Perhaps we must gather on a hallowed spot to remind America of the fierce urgency of now. Now is no time to engage in the luxury of cooling off or to take the tranquilizing drug of reasonable disarmament. Now is no time to answer misguided cries to justify any arms in common use for self-defense.
Rather, now is the time to scrutinize our government and its leaders. Now is the time to insist on a course of action built on firm analysis and appropriate problem definition and not on shifting emotion and policy pretext. Indeed, now is the time to halt movement toward the dark and desolate valley of irrational prohibitions and to orient ourselves to the sunlit path of individual freedom and civil liberty. Now is the time to lift our nation from the quicksands of convenience to the solid rock of our Constitution and its Bill of Rights, to our sacred right to defend ourselves and our own.
It would be fatal for the nation to overlook the urgency of the moment. This chilling winter of discontent will not pass until there is an invigorating spring of commitment to armed freedoms, freedoms to defend ourselves when evil and injustice present. Two thousand thirteen is not the beginning of our struggle, no, this much is clear. But two thousand thirteen may prove a decisive year.
Perhaps those who believe that armed citizens should just blow off steam and then be content as freedoms expire will have a rude awakening if our government takes arbitrary action towards de facto disarmament. Perhaps there will be neither rest nor tranquility in any state to abridge the privileges and immunities of armed citizens. Perhaps whirlwinds of revolt will shake the foundations of our nation until a bright day of justice emerges.

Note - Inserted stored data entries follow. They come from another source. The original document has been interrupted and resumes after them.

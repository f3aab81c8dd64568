//! Actions and the table that binds them to keys and mouse buttons.
//!
//! [`InputMap`] says which physical inputs trigger which [`Action`].
//! [`ActionResolver`] turns the current keyboard and mouse state into an
//! [`ActionState`] once per frame, remembering the previous frame so that
//! one-shot actions (pause, speed steps, restart) fire on the press edge only.

use std::collections::{HashMap, HashSet};

use serde::{Deserialize, Serialize};
use winit::event::MouseButton;
use winit::keyboard::{KeyCode, PhysicalKey};

use crate::keyboard::KeyboardState;
use crate::mouse::MouseState;

/// [`KeyCode`] has no serde support; keys are stored by variant name.
mod keycode_serde {
    use serde::{Deserialize, Deserializer, Serialize, Serializer};
    use winit::keyboard::KeyCode;

    macro_rules! key_names {
        ($($name:ident),* $(,)?) => {
            fn to_name(code: KeyCode) -> Option<&'static str> {
                match code {
                    $(KeyCode::$name => Some(stringify!($name)),)*
                    _ => None,
                }
            }

            fn from_name(name: &str) -> Option<KeyCode> {
                match name {
                    $(stringify!($name) => Some(KeyCode::$name),)*
                    _ => None,
                }
            }
        };
    }

    key_names!(
        KeyA, KeyB, KeyC, KeyD, KeyE, KeyF, KeyG, KeyH, KeyI, KeyJ, KeyK, KeyL, KeyM, KeyN,
        KeyO, KeyP, KeyQ, KeyR, KeyS, KeyT, KeyU, KeyV, KeyW, KeyX, KeyY, KeyZ, Digit0, Digit1,
        Digit2, Digit3, Digit4, Digit5, Digit6, Digit7, Digit8, Digit9, Space, Enter, Escape,
        Tab, Backspace, ShiftLeft, ShiftRight, ControlLeft, ControlRight, AltLeft, AltRight,
        ArrowUp, ArrowDown, ArrowLeft, ArrowRight, PageUp, PageDown, Home, End, Equal, Minus,
        NumpadAdd, NumpadSubtract, F1, F2, F3, F4, F5,
    );

    pub fn serialize<S: Serializer>(code: &KeyCode, s: S) -> Result<S::Ok, S::Error> {
        to_name(*code)
            .ok_or_else(|| serde::ser::Error::custom(format!("unsupported key: {code:?}")))?
            .serialize(s)
    }

    pub fn deserialize<'de, D: Deserializer<'de>>(d: D) -> Result<KeyCode, D::Error> {
        let name = String::deserialize(d)?;
        from_name(&name).ok_or_else(|| serde::de::Error::custom(format!("unknown key: {name}")))
    }
}

/// Everything the user can ask the orrery to do.
#[derive(Debug, Clone, Copy, Hash, Eq, PartialEq, Ord, PartialOrd, Serialize, Deserialize)]
pub enum Action {
    /// Freeze or resume the simulation.
    TogglePause,
    /// Multiply the simulation speed by the speed step.
    SpeedUp,
    /// Divide the simulation speed by the speed step.
    SlowDown,
    /// Re-initialize everything.
    Restart,
    /// While held, mouse motion turns the free-look camera.
    Look,
    MoveForward,
    MoveBackward,
    MoveLeft,
    MoveRight,
    MoveUp,
    MoveDown,
}

impl Action {
    /// Actions that fire once per press rather than while held.
    pub const ONE_SHOT: [Action; 4] = [
        Action::TogglePause,
        Action::SpeedUp,
        Action::SlowDown,
        Action::Restart,
    ];
}

/// Serde-friendly mirror of [`winit::event::MouseButton`].
#[derive(Debug, Clone, Copy, Hash, Eq, PartialEq, Serialize, Deserialize)]
pub enum MouseButtonBinding {
    Left,
    Right,
    Middle,
}

impl MouseButtonBinding {
    #[must_use]
    pub fn to_winit(self) -> MouseButton {
        match self {
            Self::Left => MouseButton::Left,
            Self::Right => MouseButton::Right,
            Self::Middle => MouseButton::Middle,
        }
    }
}

/// A physical input that can trigger an action.
#[derive(Debug, Clone, Copy, Hash, Eq, PartialEq, Serialize, Deserialize)]
pub enum InputBinding {
    Key(#[serde(with = "keycode_serde")] KeyCode),
    MouseButton(MouseButtonBinding),
}

/// Maps each [`Action`] to any number of [`InputBinding`]s (OR logic).
#[derive(Debug, Clone, PartialEq, Serialize, Deserialize)]
pub struct InputMap {
    pub bindings: HashMap<Action, Vec<InputBinding>>,
}

impl Default for InputMap {
    /// Space pauses, the up/down arrows change speed, Escape restarts,
    /// left-drag looks around and WASD/E/Q fly the free-look camera.
    fn default() -> Self {
        use InputBinding::Key;

        let bindings = HashMap::from([
            (Action::TogglePause, vec![Key(KeyCode::Space)]),
            (Action::SpeedUp, vec![Key(KeyCode::ArrowUp)]),
            (Action::SlowDown, vec![Key(KeyCode::ArrowDown)]),
            (Action::Restart, vec![Key(KeyCode::Escape)]),
            (
                Action::Look,
                vec![InputBinding::MouseButton(MouseButtonBinding::Left)],
            ),
            (Action::MoveForward, vec![Key(KeyCode::KeyW)]),
            (Action::MoveBackward, vec![Key(KeyCode::KeyS)]),
            (Action::MoveLeft, vec![Key(KeyCode::KeyA)]),
            (Action::MoveRight, vec![Key(KeyCode::KeyD)]),
            (Action::MoveUp, vec![Key(KeyCode::KeyE)]),
            (Action::MoveDown, vec![Key(KeyCode::KeyQ)]),
        ]);
        Self { bindings }
    }
}

impl InputMap {
    /// A map with no bindings at all.
    #[must_use]
    pub fn empty() -> Self {
        Self {
            bindings: HashMap::new(),
        }
    }

    /// Replace the bindings for an action.
    pub fn set_bindings(&mut self, action: Action, bindings: Vec<InputBinding>) {
        self.bindings.insert(action, bindings);
    }

    #[must_use]
    pub fn get_bindings(&self, action: Action) -> &[InputBinding] {
        self.bindings.get(&action).map_or(&[], Vec::as_slice)
    }

    /// # Errors
    /// Fails if a bound key has no stable name.
    pub fn to_ron(&self) -> Result<String, ron::Error> {
        ron::ser::to_string_pretty(self, ron::ser::PrettyConfig::default())
    }

    /// # Errors
    /// Fails on malformed RON or unknown key names.
    pub fn from_ron(s: &str) -> Result<Self, ron::error::SpannedError> {
        ron::from_str(s)
    }
}

/// Which actions are held this frame and which were held last frame.
#[derive(Debug, Clone, Default)]
pub struct ActionState {
    active: HashSet<Action>,
    previous: HashSet<Action>,
    /// Actions whose binding saw a new press this frame, even if it was
    /// released again before the frame was resolved.
    pressed_this_frame: HashSet<Action>,
}

impl ActionState {
    #[must_use]
    pub fn new() -> Self {
        Self::default()
    }

    #[must_use]
    pub fn is_action_active(&self, action: Action) -> bool {
        self.active.contains(&action)
    }

    /// True only on the frame the action went from inactive to active, or
    /// was tapped within the frame.
    #[must_use]
    pub fn action_just_activated(&self, action: Action) -> bool {
        (self.active.contains(&action) && !self.previous.contains(&action))
            || self.pressed_this_frame.contains(&action)
    }

    #[must_use]
    pub fn action_just_deactivated(&self, action: Action) -> bool {
        !self.active.contains(&action) && self.previous.contains(&action)
    }

    /// `+1` if only `positive` is held, `-1` if only `negative` is, else 0.
    #[must_use]
    pub fn axis(&self, positive: Action, negative: Action) -> f32 {
        let p = if self.is_action_active(positive) { 1.0 } else { 0.0 };
        let n = if self.is_action_active(negative) { 1.0 } else { 0.0 };
        p - n
    }

    /// One-shot actions that fired this frame, in a stable order.
    pub fn just_activated(&self) -> impl Iterator<Item = Action> + '_ {
        Action::ONE_SHOT
            .into_iter()
            .filter(|a| self.action_just_activated(*a))
    }
}

/// Computes [`ActionState`] from raw device state.
pub struct ActionResolver;

impl ActionResolver {
    /// Call once per frame after all input events for the frame arrived.
    pub fn resolve(
        input_map: &InputMap,
        keyboard: &KeyboardState,
        mouse: &MouseState,
        state: &mut ActionState,
    ) {
        state.previous = std::mem::take(&mut state.active);
        state.pressed_this_frame.clear();

        for (action, bindings) in &input_map.bindings {
            if bindings
                .iter()
                .any(|b| Self::is_binding_held(b, keyboard, mouse))
            {
                state.active.insert(*action);
            }
            if bindings
                .iter()
                .any(|b| Self::is_binding_just_pressed(b, keyboard, mouse))
            {
                state.pressed_this_frame.insert(*action);
            }
        }
    }

    fn is_binding_just_pressed(
        binding: &InputBinding,
        keyboard: &KeyboardState,
        mouse: &MouseState,
    ) -> bool {
        match binding {
            InputBinding::Key(code) => keyboard.just_pressed(PhysicalKey::Code(*code)),
            InputBinding::MouseButton(btn) => mouse.just_button_pressed(btn.to_winit()),
        }
    }

    fn is_binding_held(binding: &InputBinding, keyboard: &KeyboardState, mouse: &MouseState) -> bool {
        match binding {
            InputBinding::Key(code) => keyboard.is_pressed(PhysicalKey::Code(*code)),
            InputBinding::MouseButton(btn) => mouse.is_button_pressed(btn.to_winit()),
        }
    }
}

#[cfg(test)]
mod tests {
    use super::*;
    use crate::keyboard::RawKeyEvent;
    use winit::event::ElementState;

    fn key(kb: &mut KeyboardState, code: KeyCode, state: ElementState) {
        kb.process_raw(RawKeyEvent {
            key: PhysicalKey::Code(code),
            state,
            repeat: false,
        });
    }

    fn resolve(map: &InputMap, kb: &KeyboardState, mouse: &MouseState, state: &mut ActionState) {
        ActionResolver::resolve(map, kb, mouse, state);
    }

    #[test]
    fn test_default_bindings_cover_controls() {
        let map = InputMap::default();
        assert_eq!(
            map.get_bindings(Action::TogglePause),
            [InputBinding::Key(KeyCode::Space)]
        );
        assert_eq!(
            map.get_bindings(Action::SpeedUp),
            [InputBinding::Key(KeyCode::ArrowUp)]
        );
        assert_eq!(
            map.get_bindings(Action::SlowDown),
            [InputBinding::Key(KeyCode::ArrowDown)]
        );
        assert_eq!(
            map.get_bindings(Action::Restart),
            [InputBinding::Key(KeyCode::Escape)]
        );
    }

    #[test]
    fn test_pause_fires_once_per_press() {
        let map = InputMap::default();
        let mut kb = KeyboardState::new();
        let mouse = MouseState::new();
        let mut state = ActionState::new();

        key(&mut kb, KeyCode::Space, ElementState::Pressed);
        resolve(&map, &kb, &mouse, &mut state);
        assert_eq!(state.just_activated().collect::<Vec<_>>(), [Action::TogglePause]);
        kb.clear_transients();

        resolve(&map, &kb, &mouse, &mut state);
        assert!(state.is_action_active(Action::TogglePause));
        assert_eq!(state.just_activated().count(), 0);

        key(&mut kb, KeyCode::Space, ElementState::Released);
        resolve(&map, &kb, &mouse, &mut state);
        assert!(state.action_just_deactivated(Action::TogglePause));
    }

    #[test]
    fn test_tap_within_one_frame_fires() {
        let map = InputMap::default();
        let mut kb = KeyboardState::new();
        let mouse = MouseState::new();
        let mut state = ActionState::new();

        key(&mut kb, KeyCode::ArrowUp, ElementState::Pressed);
        key(&mut kb, KeyCode::ArrowUp, ElementState::Released);
        resolve(&map, &kb, &mouse, &mut state);
        assert!(!state.is_action_active(Action::SpeedUp));
        assert_eq!(state.just_activated().collect::<Vec<_>>(), [Action::SpeedUp]);

        kb.clear_transients();
        resolve(&map, &kb, &mouse, &mut state);
        assert_eq!(state.just_activated().count(), 0);
    }

    #[test]
    fn test_look_bound_to_left_button() {
        let map = InputMap::default();
        let kb = KeyboardState::new();
        let mut mouse = MouseState::new();
        let mut state = ActionState::new();

        mouse.on_button(MouseButton::Left, ElementState::Pressed);
        resolve(&map, &kb, &mouse, &mut state);
        assert!(state.is_action_active(Action::Look));
    }

    #[test]
    fn test_axis_cancels_opposites() {
        let map = InputMap::default();
        let mut kb = KeyboardState::new();
        let mouse = MouseState::new();
        let mut state = ActionState::new();

        key(&mut kb, KeyCode::KeyW, ElementState::Pressed);
        resolve(&map, &kb, &mouse, &mut state);
        assert_eq!(state.axis(Action::MoveForward, Action::MoveBackward), 1.0);

        key(&mut kb, KeyCode::KeyS, ElementState::Pressed);
        resolve(&map, &kb, &mouse, &mut state);
        assert_eq!(state.axis(Action::MoveForward, Action::MoveBackward), 0.0);
    }

    #[test]
    fn test_rebinding_at_runtime() {
        let mut map = InputMap::default();
        map.set_bindings(Action::Restart, vec![InputBinding::Key(KeyCode::KeyR)]);

        let mut kb = KeyboardState::new();
        let mouse = MouseState::new();
        let mut state = ActionState::new();

        key(&mut kb, KeyCode::Escape, ElementState::Pressed);
        resolve(&map, &kb, &mouse, &mut state);
        assert!(!state.is_action_active(Action::Restart));

        key(&mut kb, KeyCode::KeyR, ElementState::Pressed);
        resolve(&map, &kb, &mouse, &mut state);
        assert!(state.action_just_activated(Action::Restart));
    }

    #[test]
    fn test_unbound_action_inactive() {
        let map = InputMap::empty();
        let mut kb = KeyboardState::new();
        key(&mut kb, KeyCode::Space, ElementState::Pressed);
        let mut state = ActionState::new();
        resolve(&map, &kb, &MouseState::new(), &mut state);
        assert!(!state.is_action_active(Action::TogglePause));
    }

    #[test]
    fn test_unknown_key_name_rejected() {
        let result = InputMap::from_ron("(bindings: { TogglePause: [Key(\"NotAKey\")] })");
        assert!(result.is_err());
    }
}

If such times must come to pass, there is something to say to those who demand respect for their arms rights before the palace of justice. In the process of defending our rightful place we must not be guilty of wrongful deeds. Let us not seek to satisfy our thirst for freedom by drinking from the cup of bitterness and hatred. We must forever conduct our struggle on the high plane of dignity and discipline. We must not allow our creative protest to degenerate into physical violence. Again and again we must rise to the majestic heights of meeting determined hostility with honesty, integrity, and moral courage. The marvelous new activism which has engulfed the responsibly armed must not lead us to a distrust of all people who dislike arms, for many of our unarmed brothers and sisters have come to realize that their destiny is tied to ours. And they too realize that their freedom is inextricably bound to our freedom.
We cannot walk alone. As we walk together, we must make the pledge that we shall always march forward. We cannot turn back.
Now there are those who are asking the advocates of arms rights, “When will you be satisfied?” And to this I say, we can never be satisfied if laws make us defenseless victims of unspeakable horror from another’s brutality. We can never be satisfied as long as our bodies, fatigued by ever more rules and poll taxes, cannot vote for life and so shield our children in terrible places. We cannot be satisfied as long as the armed citizens’ basic mobility is restricted beyond their home, to places away from compelling necessity. We can never be satisfied as long as people in public are stripped of their safety and robbed of their lives by signs stating “no arms allowed.” We cannot be satisfied as long as a responsible woman in Connecticut cannot shoot back and a responsible man in Colorado believes he has nothing for which to defend himself. No, no we are not satisfied and we will not be satisfied until justice rolls down like waters and righteousness like a mighty stream.
I am not unmindful that some of you have experienced great fear and pain by irresponsible evildoers. Some of you, sadly, are still fresh from farewelling those taken too soon. Some of you inhabit places where freedom’s exercise has left you battered by storms of prosecution and staggered by winds of adversity. You have been the veterans of creative suffering. Continue to work with the faith that unearned suffering is redemptive.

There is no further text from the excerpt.